─── RECORDS SHOWN ───

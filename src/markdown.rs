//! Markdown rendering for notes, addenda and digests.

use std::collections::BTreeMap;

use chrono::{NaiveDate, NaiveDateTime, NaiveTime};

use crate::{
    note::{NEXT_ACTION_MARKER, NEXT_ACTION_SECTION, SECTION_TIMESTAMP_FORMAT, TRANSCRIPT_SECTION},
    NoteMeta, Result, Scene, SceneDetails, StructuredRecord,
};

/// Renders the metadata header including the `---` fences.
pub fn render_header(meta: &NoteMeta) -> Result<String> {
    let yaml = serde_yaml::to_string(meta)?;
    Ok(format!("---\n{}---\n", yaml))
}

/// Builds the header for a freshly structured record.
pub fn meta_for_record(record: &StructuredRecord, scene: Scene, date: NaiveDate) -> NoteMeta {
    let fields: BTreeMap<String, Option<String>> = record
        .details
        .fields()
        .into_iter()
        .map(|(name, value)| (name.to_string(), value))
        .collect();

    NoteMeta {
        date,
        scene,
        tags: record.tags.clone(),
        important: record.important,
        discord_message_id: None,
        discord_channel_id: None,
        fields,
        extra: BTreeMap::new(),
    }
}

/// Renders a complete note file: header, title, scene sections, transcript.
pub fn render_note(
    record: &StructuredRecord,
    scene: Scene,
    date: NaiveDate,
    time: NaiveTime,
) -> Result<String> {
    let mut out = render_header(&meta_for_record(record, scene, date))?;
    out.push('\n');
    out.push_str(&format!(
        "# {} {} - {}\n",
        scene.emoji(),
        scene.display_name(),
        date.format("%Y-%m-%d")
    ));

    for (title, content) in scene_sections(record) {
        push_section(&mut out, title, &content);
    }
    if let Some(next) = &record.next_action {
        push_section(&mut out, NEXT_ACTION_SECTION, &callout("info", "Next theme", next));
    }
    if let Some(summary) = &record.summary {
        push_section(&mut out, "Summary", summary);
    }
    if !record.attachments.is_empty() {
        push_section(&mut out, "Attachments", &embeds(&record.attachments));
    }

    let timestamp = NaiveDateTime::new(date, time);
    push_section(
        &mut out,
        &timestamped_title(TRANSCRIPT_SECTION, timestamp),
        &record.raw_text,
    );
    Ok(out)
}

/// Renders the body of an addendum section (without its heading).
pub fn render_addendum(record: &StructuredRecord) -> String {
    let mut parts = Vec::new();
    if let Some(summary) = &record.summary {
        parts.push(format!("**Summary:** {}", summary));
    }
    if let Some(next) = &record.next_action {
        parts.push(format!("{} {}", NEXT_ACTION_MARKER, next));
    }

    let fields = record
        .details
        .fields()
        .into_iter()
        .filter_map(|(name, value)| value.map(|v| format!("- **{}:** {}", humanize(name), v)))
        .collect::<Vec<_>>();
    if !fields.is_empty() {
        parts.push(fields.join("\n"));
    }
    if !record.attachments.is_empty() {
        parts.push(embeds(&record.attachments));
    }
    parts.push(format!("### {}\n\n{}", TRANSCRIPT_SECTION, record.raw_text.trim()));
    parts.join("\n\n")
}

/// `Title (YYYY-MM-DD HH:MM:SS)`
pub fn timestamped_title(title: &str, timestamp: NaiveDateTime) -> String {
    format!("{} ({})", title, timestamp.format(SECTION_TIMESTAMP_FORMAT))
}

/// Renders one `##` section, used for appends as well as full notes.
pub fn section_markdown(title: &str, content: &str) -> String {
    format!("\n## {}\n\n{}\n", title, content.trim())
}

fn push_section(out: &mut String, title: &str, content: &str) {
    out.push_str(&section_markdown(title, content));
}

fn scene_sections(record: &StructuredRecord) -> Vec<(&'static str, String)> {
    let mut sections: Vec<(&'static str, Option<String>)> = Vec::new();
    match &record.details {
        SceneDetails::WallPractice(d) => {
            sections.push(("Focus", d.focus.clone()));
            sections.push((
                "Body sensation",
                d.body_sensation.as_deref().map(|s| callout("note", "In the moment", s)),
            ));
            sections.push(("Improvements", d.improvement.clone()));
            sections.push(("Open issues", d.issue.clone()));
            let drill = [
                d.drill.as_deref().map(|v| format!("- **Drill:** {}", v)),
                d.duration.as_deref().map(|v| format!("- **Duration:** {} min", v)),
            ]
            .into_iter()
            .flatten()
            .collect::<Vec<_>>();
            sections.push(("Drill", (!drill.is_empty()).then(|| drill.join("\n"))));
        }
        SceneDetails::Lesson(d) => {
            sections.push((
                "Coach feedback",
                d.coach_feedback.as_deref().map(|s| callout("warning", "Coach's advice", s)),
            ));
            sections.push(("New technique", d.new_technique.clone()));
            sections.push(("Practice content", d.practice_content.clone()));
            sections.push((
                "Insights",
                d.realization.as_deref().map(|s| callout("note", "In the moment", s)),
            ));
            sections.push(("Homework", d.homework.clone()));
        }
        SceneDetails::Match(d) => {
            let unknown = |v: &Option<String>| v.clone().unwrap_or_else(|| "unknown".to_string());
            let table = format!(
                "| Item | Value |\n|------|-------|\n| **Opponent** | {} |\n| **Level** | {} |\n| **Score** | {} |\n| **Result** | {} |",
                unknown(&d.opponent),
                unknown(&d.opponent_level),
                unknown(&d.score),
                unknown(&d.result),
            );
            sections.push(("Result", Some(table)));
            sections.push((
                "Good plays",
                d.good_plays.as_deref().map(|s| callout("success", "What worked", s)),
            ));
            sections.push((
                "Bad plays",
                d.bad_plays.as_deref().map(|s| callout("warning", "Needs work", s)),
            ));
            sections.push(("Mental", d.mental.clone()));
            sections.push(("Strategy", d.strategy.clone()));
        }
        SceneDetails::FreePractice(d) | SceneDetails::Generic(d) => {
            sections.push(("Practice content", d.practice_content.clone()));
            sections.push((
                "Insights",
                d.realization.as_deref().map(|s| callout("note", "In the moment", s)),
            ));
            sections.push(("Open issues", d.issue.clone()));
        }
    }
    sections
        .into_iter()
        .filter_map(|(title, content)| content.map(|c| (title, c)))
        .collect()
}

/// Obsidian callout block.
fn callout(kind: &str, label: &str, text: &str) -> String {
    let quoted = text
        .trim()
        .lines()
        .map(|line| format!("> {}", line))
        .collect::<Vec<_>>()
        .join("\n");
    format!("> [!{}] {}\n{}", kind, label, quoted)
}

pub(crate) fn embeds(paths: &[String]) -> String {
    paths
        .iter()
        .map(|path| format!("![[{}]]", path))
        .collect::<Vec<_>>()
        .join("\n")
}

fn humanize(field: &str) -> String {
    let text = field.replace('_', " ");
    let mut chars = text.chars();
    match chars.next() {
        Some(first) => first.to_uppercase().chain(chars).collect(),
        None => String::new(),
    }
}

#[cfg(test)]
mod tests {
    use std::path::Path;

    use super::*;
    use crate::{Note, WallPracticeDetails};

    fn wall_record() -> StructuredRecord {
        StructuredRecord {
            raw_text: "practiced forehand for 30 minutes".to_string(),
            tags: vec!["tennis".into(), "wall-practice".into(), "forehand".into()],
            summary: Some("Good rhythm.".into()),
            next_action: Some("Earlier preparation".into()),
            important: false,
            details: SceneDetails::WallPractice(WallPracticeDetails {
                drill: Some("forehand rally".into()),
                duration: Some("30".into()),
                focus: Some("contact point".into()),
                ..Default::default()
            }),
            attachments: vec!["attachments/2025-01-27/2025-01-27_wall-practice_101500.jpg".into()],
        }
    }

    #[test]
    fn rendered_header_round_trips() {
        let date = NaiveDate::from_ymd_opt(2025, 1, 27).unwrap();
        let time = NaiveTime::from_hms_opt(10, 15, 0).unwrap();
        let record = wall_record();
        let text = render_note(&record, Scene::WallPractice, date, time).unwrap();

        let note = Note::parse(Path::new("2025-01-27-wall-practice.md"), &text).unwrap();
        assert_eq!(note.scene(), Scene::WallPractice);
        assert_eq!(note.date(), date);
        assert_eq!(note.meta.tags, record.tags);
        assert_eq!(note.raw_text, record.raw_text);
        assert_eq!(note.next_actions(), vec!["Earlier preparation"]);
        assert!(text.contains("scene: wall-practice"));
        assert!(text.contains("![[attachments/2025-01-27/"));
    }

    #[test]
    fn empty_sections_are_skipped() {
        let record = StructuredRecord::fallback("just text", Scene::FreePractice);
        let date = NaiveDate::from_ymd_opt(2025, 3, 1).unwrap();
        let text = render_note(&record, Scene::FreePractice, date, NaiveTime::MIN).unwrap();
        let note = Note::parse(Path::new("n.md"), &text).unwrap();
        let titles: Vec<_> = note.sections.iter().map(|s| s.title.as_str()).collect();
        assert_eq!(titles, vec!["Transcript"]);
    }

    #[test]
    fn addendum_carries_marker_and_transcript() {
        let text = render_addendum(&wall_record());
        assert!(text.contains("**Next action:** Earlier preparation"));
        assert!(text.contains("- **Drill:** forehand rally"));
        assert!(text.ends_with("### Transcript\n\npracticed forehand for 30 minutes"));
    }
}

───
─── RECORDS SHOWN ───

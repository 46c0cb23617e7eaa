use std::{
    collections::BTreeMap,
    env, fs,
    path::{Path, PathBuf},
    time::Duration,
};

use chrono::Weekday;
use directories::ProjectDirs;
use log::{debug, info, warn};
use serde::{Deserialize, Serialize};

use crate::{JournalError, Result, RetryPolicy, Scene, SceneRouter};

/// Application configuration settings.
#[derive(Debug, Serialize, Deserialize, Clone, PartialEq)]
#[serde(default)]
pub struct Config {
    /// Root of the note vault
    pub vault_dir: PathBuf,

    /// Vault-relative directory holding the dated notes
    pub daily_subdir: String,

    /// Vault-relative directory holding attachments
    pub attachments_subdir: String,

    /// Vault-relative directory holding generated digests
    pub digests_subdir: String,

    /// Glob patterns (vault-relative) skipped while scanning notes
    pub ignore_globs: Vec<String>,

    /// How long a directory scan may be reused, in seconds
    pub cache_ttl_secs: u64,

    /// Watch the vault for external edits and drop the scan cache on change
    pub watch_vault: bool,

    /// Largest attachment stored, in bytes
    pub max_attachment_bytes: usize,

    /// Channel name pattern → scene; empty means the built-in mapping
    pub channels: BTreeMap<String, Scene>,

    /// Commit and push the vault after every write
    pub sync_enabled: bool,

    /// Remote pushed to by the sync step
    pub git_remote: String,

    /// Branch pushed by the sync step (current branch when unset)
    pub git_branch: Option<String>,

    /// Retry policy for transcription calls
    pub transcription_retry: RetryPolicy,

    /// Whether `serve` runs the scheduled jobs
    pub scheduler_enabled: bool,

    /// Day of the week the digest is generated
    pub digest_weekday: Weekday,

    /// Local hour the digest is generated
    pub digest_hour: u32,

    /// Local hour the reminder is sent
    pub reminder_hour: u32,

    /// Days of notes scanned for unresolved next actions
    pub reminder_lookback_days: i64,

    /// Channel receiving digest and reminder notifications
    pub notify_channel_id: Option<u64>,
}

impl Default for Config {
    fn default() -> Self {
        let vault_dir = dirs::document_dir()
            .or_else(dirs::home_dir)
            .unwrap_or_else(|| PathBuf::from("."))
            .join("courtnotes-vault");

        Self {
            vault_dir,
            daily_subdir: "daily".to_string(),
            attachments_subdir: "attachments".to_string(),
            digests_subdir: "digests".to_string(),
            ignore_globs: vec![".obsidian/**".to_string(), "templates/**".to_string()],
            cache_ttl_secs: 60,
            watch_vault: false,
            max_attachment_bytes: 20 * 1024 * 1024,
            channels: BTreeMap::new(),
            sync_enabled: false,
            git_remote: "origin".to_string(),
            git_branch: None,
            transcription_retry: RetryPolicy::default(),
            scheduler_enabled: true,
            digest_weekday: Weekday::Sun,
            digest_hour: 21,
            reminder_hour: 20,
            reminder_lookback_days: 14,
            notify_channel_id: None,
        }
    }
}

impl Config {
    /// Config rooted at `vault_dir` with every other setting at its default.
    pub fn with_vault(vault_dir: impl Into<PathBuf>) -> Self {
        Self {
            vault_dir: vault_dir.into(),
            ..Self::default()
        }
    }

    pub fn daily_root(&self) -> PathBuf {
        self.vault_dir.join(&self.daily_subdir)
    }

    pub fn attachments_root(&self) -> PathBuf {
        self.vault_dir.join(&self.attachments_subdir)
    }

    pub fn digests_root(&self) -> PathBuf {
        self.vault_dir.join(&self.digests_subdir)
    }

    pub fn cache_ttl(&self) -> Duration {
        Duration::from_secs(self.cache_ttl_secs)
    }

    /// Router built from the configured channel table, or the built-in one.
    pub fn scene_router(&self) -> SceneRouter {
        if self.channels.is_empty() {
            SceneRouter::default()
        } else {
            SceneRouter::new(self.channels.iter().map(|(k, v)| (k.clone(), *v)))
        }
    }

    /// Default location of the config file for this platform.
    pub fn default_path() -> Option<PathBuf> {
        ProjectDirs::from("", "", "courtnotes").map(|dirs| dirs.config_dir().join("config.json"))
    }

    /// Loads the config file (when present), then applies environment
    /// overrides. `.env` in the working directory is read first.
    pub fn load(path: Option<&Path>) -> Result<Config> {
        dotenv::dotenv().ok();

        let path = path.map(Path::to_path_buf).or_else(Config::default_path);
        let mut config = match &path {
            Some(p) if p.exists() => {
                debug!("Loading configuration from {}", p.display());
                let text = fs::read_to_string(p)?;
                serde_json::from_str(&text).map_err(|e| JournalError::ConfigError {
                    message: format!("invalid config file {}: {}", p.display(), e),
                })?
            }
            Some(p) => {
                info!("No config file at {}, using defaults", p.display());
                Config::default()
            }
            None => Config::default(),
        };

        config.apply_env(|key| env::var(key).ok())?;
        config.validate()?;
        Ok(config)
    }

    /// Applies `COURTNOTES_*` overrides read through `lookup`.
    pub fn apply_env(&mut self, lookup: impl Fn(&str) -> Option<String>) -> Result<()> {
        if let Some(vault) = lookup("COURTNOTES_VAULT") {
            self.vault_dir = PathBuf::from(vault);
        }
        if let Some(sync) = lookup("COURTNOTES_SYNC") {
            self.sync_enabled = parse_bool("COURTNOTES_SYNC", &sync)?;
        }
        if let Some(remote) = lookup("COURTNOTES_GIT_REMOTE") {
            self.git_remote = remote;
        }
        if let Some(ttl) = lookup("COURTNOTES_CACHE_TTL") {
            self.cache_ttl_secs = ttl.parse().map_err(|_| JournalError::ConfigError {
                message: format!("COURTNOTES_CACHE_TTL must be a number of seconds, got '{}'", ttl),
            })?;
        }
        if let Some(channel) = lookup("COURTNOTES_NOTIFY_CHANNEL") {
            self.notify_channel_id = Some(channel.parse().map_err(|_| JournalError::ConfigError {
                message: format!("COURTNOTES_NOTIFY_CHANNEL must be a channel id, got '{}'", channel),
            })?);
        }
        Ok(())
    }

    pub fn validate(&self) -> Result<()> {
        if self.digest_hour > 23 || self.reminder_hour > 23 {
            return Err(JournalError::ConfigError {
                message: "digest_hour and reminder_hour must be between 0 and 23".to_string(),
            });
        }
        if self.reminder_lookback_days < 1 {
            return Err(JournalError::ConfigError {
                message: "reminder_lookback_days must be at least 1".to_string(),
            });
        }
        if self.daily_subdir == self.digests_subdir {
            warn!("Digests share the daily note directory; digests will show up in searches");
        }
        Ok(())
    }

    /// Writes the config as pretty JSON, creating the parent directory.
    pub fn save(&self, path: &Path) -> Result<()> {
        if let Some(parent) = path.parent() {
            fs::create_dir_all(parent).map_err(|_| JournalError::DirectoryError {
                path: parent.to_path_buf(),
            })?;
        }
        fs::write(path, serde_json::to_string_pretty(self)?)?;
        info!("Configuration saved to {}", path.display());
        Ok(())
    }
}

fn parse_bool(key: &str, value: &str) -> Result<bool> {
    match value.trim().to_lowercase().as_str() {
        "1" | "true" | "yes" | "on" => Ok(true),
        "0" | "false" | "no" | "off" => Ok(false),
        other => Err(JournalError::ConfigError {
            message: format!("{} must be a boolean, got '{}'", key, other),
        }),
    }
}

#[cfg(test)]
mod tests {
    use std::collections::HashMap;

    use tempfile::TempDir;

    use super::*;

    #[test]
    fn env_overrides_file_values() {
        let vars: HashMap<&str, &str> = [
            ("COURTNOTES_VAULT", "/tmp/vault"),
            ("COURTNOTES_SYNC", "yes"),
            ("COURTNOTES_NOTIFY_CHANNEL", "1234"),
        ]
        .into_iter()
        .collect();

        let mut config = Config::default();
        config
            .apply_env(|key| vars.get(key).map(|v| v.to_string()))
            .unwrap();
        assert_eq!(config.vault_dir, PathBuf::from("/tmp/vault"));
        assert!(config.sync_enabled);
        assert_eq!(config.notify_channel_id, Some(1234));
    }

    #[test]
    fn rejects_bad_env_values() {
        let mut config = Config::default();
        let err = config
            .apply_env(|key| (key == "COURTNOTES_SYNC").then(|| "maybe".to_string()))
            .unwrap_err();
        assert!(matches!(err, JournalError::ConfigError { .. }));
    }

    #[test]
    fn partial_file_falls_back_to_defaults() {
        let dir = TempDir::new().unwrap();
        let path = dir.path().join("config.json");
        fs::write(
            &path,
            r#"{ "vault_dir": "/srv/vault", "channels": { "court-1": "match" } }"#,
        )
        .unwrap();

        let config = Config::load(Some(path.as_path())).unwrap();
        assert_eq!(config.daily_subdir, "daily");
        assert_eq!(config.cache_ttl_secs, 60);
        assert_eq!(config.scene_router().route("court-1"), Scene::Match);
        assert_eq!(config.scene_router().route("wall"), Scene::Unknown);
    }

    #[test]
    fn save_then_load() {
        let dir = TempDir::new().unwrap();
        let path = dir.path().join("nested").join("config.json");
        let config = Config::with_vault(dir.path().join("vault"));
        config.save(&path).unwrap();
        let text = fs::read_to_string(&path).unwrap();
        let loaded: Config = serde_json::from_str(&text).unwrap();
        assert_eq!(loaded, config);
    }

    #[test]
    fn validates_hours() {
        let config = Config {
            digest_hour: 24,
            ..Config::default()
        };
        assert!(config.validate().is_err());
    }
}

───

Out of the entries above, write out only the lines between the line holding "filename src/markdown.rs" and the line holding "freshly structured record.", inclusive, each exactly as given.

filename src/markdown.rs
//! Markdown rendering for notes, addenda and digests.

use std::collections::BTreeMap;

use chrono::{NaiveDate, NaiveDateTime, NaiveTime};

use crate::{
    note::{NEXT_ACTION_MARKER, NEXT_ACTION_SECTION, SECTION_TIMESTAMP_FORMAT, TRANSCRIPT_SECTION},
    NoteMeta, Result, Scene, SceneDetails, StructuredRecord,
};

/// Renders the metadata header including the `---` fences.
pub fn render_header(meta: &NoteMeta) -> Result<String> {
    let yaml = serde_yaml::to_string(meta)?;
    Ok(format!("---\n{}---\n", yaml))
}

/// Builds the header for a freshly structured record.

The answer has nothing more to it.